Across three generations and as many wars, this earnest novel explores the ways boys become men and how even flawed men may stand as models for the young.
Butler starts with a bleak picture of bullying at the Boy Scouts’ Camp Chippewa in Wisconsin in the summer of 1962. Bespectacled Nelson, at 13 the youngest boy in his troop, progresses from blunt isolation (“Nelson has no friends”) and ridicule to an awful ordeal in the camp latrine. His one defender, the older Jonathan, betrays him, while the upright scoutmaster, World War I veteran Wilbur Whiteside, leads him into snitching on misbehaving counselors. Wilbur, who can recall how many boys in his neighborhood were beaten by their coal-miner fathers every night, also saves Nelson and his mother from her abusive husband, sending the youngster to a military academy that shepherds him to West Point and Vietnam. Meanwhile, Jonathan grows up to have a son, Trevor, whom he introduces to his mistress and lap dances on the same night. Trevor will marry his high school sweetheart—despite his father betting against it—and sire a son, Thomas, before going to war in Afghanistan. His wife will eventually take Thomas to Camp Chippewa, where Nelson is now scoutmaster and her longtime friend; she stays on as a chaperone and will deal with another kind of bully, older and more dangerous.

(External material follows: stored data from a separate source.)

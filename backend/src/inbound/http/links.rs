//! Explicit `_links` shaping for event responses.
//!
//! Links are absolute, built from the URL the client called, so they stay
//! valid behind whatever host and scheme the request arrived on.

use std::collections::BTreeMap;

use pagination::{Page, PageRequest, page_link};
use serde::{Deserialize, Serialize};
use url::Url;
use utoipa::ToSchema;

use crate::domain::{Event, EventId};

/// Collection path for events.
pub const EVENTS_PATH: &str = "/api/events";

const PROFILE_PATH: &str = "/docs/index.html";

/// One hypermedia link.
#[derive(Debug, Clone, PartialEq, Eq, Serialize, Deserialize, ToSchema)]
pub struct Link {
    /// Absolute target URL.
    #[schema(example = "http://localhost:8080/api/events/1")]
    pub href: String,
}

impl From<Url> for Link {
    fn from(url: Url) -> Self {
        Self { href: url.into() }
    }
}

/// Relation name to link.
pub type Links = BTreeMap<String, Link>;

/// Documentation section a response's `profile` link points at.
#[derive(Debug, Clone, Copy, PartialEq, Eq)]
pub enum Profile {
    /// Event creation.
    Create,
    /// Single event lookup.
    Get,
    /// Event update.
    Update,
    /// Event listing.
    List,
}

impl Profile {
    const fn anchor(self) -> &'static str {
        match self {
            Self::Create => "resources-events-create",
            Self::Get => "resources-events-get",
            Self::Update => "resources-events-update",
            Self::List => "resources-events-list",
        }
    }
}

fn with_path(origin: &Url, path: &str) -> Url {
    let mut url = origin.clone();
    url.set_path(path);
    url.set_query(None);
    url.set_fragment(None);
    url
}

fn event_url(origin: &Url, id: EventId) -> Url {
    with_path(origin, &format!("{EVENTS_PATH}/{id}"))
}

fn profile_link(origin: &Url, profile: Profile) -> Link {
    let mut url = with_path(origin, PROFILE_PATH);
    url.set_fragment(Some(profile.anchor()));
    url.into()
}

/// Links for a single event: `self`, `query-events`, `update-event`, and
/// `profile`.
///
/// # Examples
/// ```
/// use event_api::domain::EventId;
/// use event_api::inbound::http::links::{Profile, event_links};
/// use url::Url;
///
/// let origin = Url::parse("http://localhost:8080/api/events").expect("valid url");
/// let links = event_links(&origin, EventId::new(7), Profile::Get);
/// assert_eq!(links["self"].href, "http://localhost:8080/api/events/7");
/// assert_eq!(
///     links["profile"].href,
///     "http://localhost:8080/docs/index.html#resources-events-get"
/// );
/// ```
#[must_use]
pub fn event_links(origin: &Url, id: EventId, profile: Profile) -> Links {
    let self_url = event_url(origin, id);
    Links::from([
        ("self".to_owned(), Link::from(self_url.clone())),
        (
            "query-events".to_owned(),
            Link::from(with_path(origin, EVENTS_PATH)),
        ),
        ("update-event".to_owned(), Link::from(self_url)),
        ("profile".to_owned(), profile_link(origin, profile)),
    ])
}

/// `self` link for an event embedded in a page.
#[must_use]
pub fn embedded_event_links(origin: &Url, event: &Event) -> Links {
    Links::from([("self".to_owned(), Link::from(event_url(origin, event.id())))])
}

/// Navigation links for a page of events.
///
/// `prev` and `next` are present only when such pages exist; `first` and
/// `last` are always present.
#[must_use]
pub fn page_links<T>(request_url: &Url, request: &PageRequest, page: &Page<T>) -> Links {
    let number = page.metadata().number;
    let mut links = Links::from([
        (
            "self".to_owned(),
            Link::from(page_link(request_url, request, number)),
        ),
        (
            "first".to_owned(),
            Link::from(page_link(request_url, request, 0)),
        ),
        (
            "last".to_owned(),
            Link::from(page_link(request_url, request, page.last_page_number())),
        ),
        ("profile".to_owned(), profile_link(request_url, Profile::List)),
    ]);
    if page.has_previous() {
        links.insert(
            "prev".to_owned(),
            Link::from(page_link(request_url, request, number.saturating_sub(1))),
        );
    }
    if page.has_next() {
        links.insert(
            "next".to_owned(),
            Link::from(page_link(request_url, request, number.saturating_add(1))),
        );
    }
    links
}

Butler’s debut novel, Shotgun Lovesongs (2014), explored the forces that bind and erode friendship among a group of young men growing up in a Wisconsin town. This book mines a darker seam, delving into the roots of the male character and how it may be shaped by a code of behavior or an exemplar and warped or strengthened by trauma. He presents few strong women characters, but the exceptions suggest he has much to offer in that area.
Butler’s mostly unembellished prose delivers a well-paced, affecting read.